What you are asked to do: Copy each line of the following data that contains "validate".
-------- Supplied records --------
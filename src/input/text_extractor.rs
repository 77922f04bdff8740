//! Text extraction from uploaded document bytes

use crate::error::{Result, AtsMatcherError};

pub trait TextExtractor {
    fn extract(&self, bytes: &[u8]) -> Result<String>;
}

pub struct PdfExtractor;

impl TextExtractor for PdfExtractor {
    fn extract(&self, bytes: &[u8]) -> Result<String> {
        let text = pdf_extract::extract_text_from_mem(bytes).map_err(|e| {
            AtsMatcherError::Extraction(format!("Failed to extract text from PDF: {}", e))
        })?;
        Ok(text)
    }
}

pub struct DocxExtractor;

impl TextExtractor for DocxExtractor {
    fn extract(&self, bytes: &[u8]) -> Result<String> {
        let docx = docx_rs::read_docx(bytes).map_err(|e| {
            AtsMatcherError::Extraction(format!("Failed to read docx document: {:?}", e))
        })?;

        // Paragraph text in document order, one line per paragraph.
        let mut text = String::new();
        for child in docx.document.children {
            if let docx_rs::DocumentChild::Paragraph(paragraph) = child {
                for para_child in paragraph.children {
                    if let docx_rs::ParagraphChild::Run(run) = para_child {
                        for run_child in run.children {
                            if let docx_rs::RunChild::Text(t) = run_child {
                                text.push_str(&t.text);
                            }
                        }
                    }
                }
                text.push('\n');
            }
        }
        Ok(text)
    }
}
--------
-------- Supplied records --------
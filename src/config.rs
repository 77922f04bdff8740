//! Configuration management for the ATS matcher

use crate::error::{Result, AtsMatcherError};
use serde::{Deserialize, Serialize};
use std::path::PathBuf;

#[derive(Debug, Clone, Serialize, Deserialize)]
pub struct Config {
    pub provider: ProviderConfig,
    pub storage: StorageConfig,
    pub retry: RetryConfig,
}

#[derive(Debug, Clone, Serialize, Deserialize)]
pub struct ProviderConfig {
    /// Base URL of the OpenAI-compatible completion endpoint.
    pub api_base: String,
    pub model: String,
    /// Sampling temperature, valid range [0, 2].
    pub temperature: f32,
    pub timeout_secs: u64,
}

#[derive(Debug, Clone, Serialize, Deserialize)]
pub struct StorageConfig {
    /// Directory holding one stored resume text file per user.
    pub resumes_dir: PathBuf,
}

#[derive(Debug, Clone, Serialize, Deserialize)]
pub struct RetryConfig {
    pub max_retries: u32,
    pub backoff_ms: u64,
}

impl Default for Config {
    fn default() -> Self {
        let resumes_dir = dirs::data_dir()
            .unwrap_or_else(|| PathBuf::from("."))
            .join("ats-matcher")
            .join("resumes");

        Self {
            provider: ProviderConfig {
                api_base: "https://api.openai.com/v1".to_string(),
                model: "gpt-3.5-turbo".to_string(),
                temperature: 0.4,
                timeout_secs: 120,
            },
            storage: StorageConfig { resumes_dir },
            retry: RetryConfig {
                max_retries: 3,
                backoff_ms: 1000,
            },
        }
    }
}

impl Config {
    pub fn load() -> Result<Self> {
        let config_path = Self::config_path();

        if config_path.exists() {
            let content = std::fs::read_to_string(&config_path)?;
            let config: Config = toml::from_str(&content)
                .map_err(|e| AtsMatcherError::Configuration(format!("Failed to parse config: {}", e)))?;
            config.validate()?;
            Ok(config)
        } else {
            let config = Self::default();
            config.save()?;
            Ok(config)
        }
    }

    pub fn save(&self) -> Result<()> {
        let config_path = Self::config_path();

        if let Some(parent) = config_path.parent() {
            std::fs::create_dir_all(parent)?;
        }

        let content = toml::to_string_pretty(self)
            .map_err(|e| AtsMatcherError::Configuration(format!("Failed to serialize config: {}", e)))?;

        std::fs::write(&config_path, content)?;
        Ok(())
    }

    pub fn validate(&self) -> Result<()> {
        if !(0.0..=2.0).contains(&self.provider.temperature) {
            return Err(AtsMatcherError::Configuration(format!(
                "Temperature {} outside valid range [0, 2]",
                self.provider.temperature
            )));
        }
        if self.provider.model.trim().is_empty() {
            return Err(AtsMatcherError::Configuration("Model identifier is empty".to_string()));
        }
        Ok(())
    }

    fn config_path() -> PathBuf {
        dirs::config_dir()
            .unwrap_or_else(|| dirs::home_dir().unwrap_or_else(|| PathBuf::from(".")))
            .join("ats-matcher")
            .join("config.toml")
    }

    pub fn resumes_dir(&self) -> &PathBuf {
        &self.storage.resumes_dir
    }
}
--------
Expected output:
            config.validate()?;
    pub fn validate(&self) -> Result<()> {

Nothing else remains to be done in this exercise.